Conference Document • Delft Hydrodynamics Database Series

Ship Residuary Resistance Prediction with Machine Learning

Poorya Khorsandy Department of Marine Engineering
Seyed Saeed Hayati Khorramshahr University of Marine Science and Technology

Abstract

This paper explores machine learning techniques as a cost-effective, accurate, and relatively fast alternative to traditional methods for yacht residuary resistance calculation. Currently, solving CFD equations is a well-known method in residuary resistance calculation. However, solving CFD equations requires an iterative process which is highly time-consuming and demands high-performance processing units. Instead of solving CFD equations for every individual ship geometry, we propose applying machine learning algorithms to historical experiment arrays. We utilized the Delft yacht hydrodynamics dataset obtained from 308 experimental runs to predict the resistance coefficients corresponding to various hull parameters. Our results demonstrate that the XGBoost regressor is superior to other structural engines with an RMSE of 0.54.

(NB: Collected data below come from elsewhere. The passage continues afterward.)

use crate::errors::Result;
use log::warn;
use serde::{Deserialize, Serialize};
use serde_json::Value;
use std::collections::BTreeMap;
use std::fs;
use std::path::{Path, PathBuf};

/// Key-value store for values one task leaves for later tasks.
///
/// Values are grouped by task id. A store opened with [`HandoffStore::open`]
/// rewrites its JSON file on every push.
#[derive(Debug, Default, Serialize, Deserialize)]
pub struct HandoffStore {
    #[serde(skip)]
    path: Option<PathBuf>,
    values: BTreeMap<String, BTreeMap<String, Value>>,
}

impl HandoffStore {
    pub fn in_memory() -> Self {
        Self::default()
    }

    /// Opens the store at `path`. A missing file is an empty store, and so
    /// is one that no longer parses; it is overwritten on the next push.
    pub fn open(path: &Path) -> Result<Self> {
        let mut store = if path.exists() {
            let text = fs::read_to_string(path)?;
            serde_json::from_str::<HandoffStore>(&text).unwrap_or_else(|e| {
                warn!(target: "pipeline", "Ignoring unreadable state file {}: {}", path.display(), e);
                HandoffStore::default()
            })
        } else {
            HandoffStore::default()
        };
        store.path = Some(path.to_path_buf());
        Ok(store)
    }

    pub fn push(&mut self, task_id: &str, key: &str, value: Value) -> Result<()> {
        self.values
            .entry(task_id.to_string())
            .or_default()
            .insert(key.to_string(), value);
        self.persist()
    }

    pub fn pull(&self, task_id: &str, key: &str) -> Option<&Value> {
        self.values.get(task_id).and_then(|task| task.get(key))
    }

    /// A pushed list of paths, if `key` holds one.
    pub fn pull_paths(&self, task_id: &str, key: &str) -> Option<Vec<PathBuf>> {
        let items = self.pull(task_id, key)?.as_array()?;
        items
            .iter()
            .map(|item| item.as_str().map(PathBuf::from))
            .collect()
    }

    /// Forgets everything from the previous run.
    pub fn clear(&mut self) -> Result<()> {
        self.values.clear();
        self.persist()
    }

    fn persist(&self) -> Result<()> {
        let Some(path) = &self.path else {
            return Ok(());
        };
        if let Some(parent) = path.parent() {
            if !parent.as_os_str().is_empty() {
                fs::create_dir_all(parent)?;
            }
        }
        fs::write(path, serde_json::to_string_pretty(self)?)?;
        Ok(())
    }
}

#[cfg(test)]
mod tests {
    use super::*;
    use serde_json::json;
    use tempfile::tempdir;

    #[test]
    fn pushed_values_survive_reopen() {
        let temp = tempdir().expect("tempdir");
        let path = temp.path().join("state").join("pipeline_state.json");

        let mut store = HandoffStore::open(&path).expect("open");
        store
            .push("fetch_data", "parquet_files", json!(["a.parquet", "b.parquet"]))
            .expect("push");

        let reopened = HandoffStore::open(&path).expect("reopen");
        assert_eq!(
            reopened.pull_paths("fetch_data", "parquet_files"),
            Some(vec![PathBuf::from("a.parquet"), PathBuf::from("b.parquet")])
        );
        assert!(reopened.pull("load_to_duckdb", "row_count").is_none());
    }

    #[test]
    fn non_path_values_are_not_paths() {
        let mut store = HandoffStore::in_memory();
        store.push("load_to_duckdb", "row_count", json!(3)).expect("push");
        store.push("fetch_data", "parquet_files", json!([1, 2])).expect("push");

        assert_eq!(store.pull("load_to_duckdb", "row_count"), Some(&json!(3)));
        assert_eq!(store.pull_paths("load_to_duckdb", "row_count"), None);
        assert_eq!(store.pull_paths("fetch_data", "parquet_files"), None);
    }

    #[test]
    fn truncated_state_file_opens_empty() {
        let temp = tempdir().expect("tempdir");
        let path = temp.path().join("pipeline_state.json");
        fs::write(&path, "{\"values\": {\"fetch_data\": {\"parquet_fi").expect("write");

        let mut store = HandoffStore::open(&path).expect("open");
        assert!(store.pull("fetch_data", "parquet_files").is_none());

        store.push("fetch_data", "parquet_files", json!(["a.parquet"])).expect("push");
        let reopened = HandoffStore::open(&path).expect("reopen");
        assert_eq!(
            reopened.pull_paths("fetch_data", "parquet_files"),
            Some(vec![PathBuf::from("a.parquet")])
        );
    }

    #[test]
    fn clear_forgets_previous_run() {
        let temp = tempdir().expect("tempdir");
        let path = temp.path().join("pipeline_state.json");
        let mut store = HandoffStore::open(&path).expect("open");
        store.push("fetch_data", "parquet_files", json!([])).expect("push");

        store.clear().expect("clear");

        let reopened = HandoffStore::open(&path).expect("reopen");
        assert!(reopened.pull("fetch_data", "parquet_files").is_none());
    }
}
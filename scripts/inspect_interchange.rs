use arrow_json::LineDelimitedWriter;
use parquet::arrow::arrow_reader::ParquetRecordBatchReaderBuilder;
use std::env;
use std::error::Error;
use std::fs::File;
use std::io::{self, Write};
use std::path::Path;

// Prints every row of the given interchange files as one JSON object per line.
fn main() -> Result<(), Box<dyn Error>> {
    let paths: Vec<String> = env::args().skip(1).collect();
    if paths.is_empty() {
        return Err("usage: inspect_interchange <file.parquet>...".into());
    }

    let stdout = io::stdout();
    let mut writer = LineDelimitedWriter::new(stdout.lock());
    let mut total = 0usize;

    for path in &paths {
        let path = Path::new(path);
        if !path.exists() {
            return Err(format!("file not found: {}", path.display()).into());
        }
        let reader = ParquetRecordBatchReaderBuilder::try_new(File::open(path)?)?.build()?;
        for batch in reader {
            let batch = batch?;
            total += batch.num_rows();
            writer.write(&batch)?;
        }
    }

    writer.finish()?;
    let mut out = writer.into_inner();
    out.flush()?;
    eprintln!("{} rows from {} file(s)", total, paths.len());
    Ok(())
}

1. Introduction & Background

Accurate ship residuary resistance prediction is vital in naval architecture to optimize hull design and maximize fuel efficiency. Traditional approaches depend heavily on physical tank scale tests or detailed computational fluid dynamics configurations. While these strategies deliver high precision, they introduce severe resource constraints into early conceptual design iterations.

By shifting towards data-driven predictive surrogates, design offices can analyze thousands of parametric variations in real-time. This paper evaluates the regression mapping capabilities of tree-based ensembles against classical statistical learning architectures.

2. Dataset & Hull Geometric Bounds

The research relies on the legacy Delft Yacht Hydrodynamics Dataset, containing 308 experimental records testing variations across 22 individual hull shapes derived from the Standfast 43 design. The models leverage 6 primary geometric parameters alongside the Froude number:

  • Longitudinal Position of Center of Buoyancy ($LC$)
  • Prismatic Coefficient ($PC$)
  • Length-Displacement Ratio ($L/\nabla^{1/3}$)
  • Beam-Draught Ratio ($B/T_c$)
  • Length-Beam Ratio ($L_{wl}/B$)
  • Froude Number ($Fr$) — tested within the range of 0.125 to 0.450.

3. Mathematical Framework

The core objective function seeks to map a multidimensional structural array directly to the residuary resistance coefficient ($C_r$). The total drag profile is captured via objective loss convergence mappings:

$$\text{Obj}(\theta) = \sum L(y_i, \hat{y}_i) + \sum \Omega(f_k)$$

Where $\Omega(f_k)$ measures model complexity penalties to eliminate overfitting inside sparse fluid boundaries.

4. Hyperparameter Tuning Matrix

To establish optimization parity across gradients, the XGBoost engine was structured with the following tuned constraints:

Hyperparameter Optimized Value Operational Bound
Learning Rate (eta) 0.05 [0.01 - 0.20]
Max Tree Depth 6 [3 - 10]
Subsample Ratio 0.80 [0.50 - 1.00]

5. Algorithmic Evaluation & Convergence

The algorithms were systematically benchmarked using a 70/30 train/test data split distribution. Performance metrics reveal that Gradient Boosted Tree architectures excel at mapping non-linear interactions across dimensional fluid bounds, while Support Vector Regression struggles with sparse data extremes.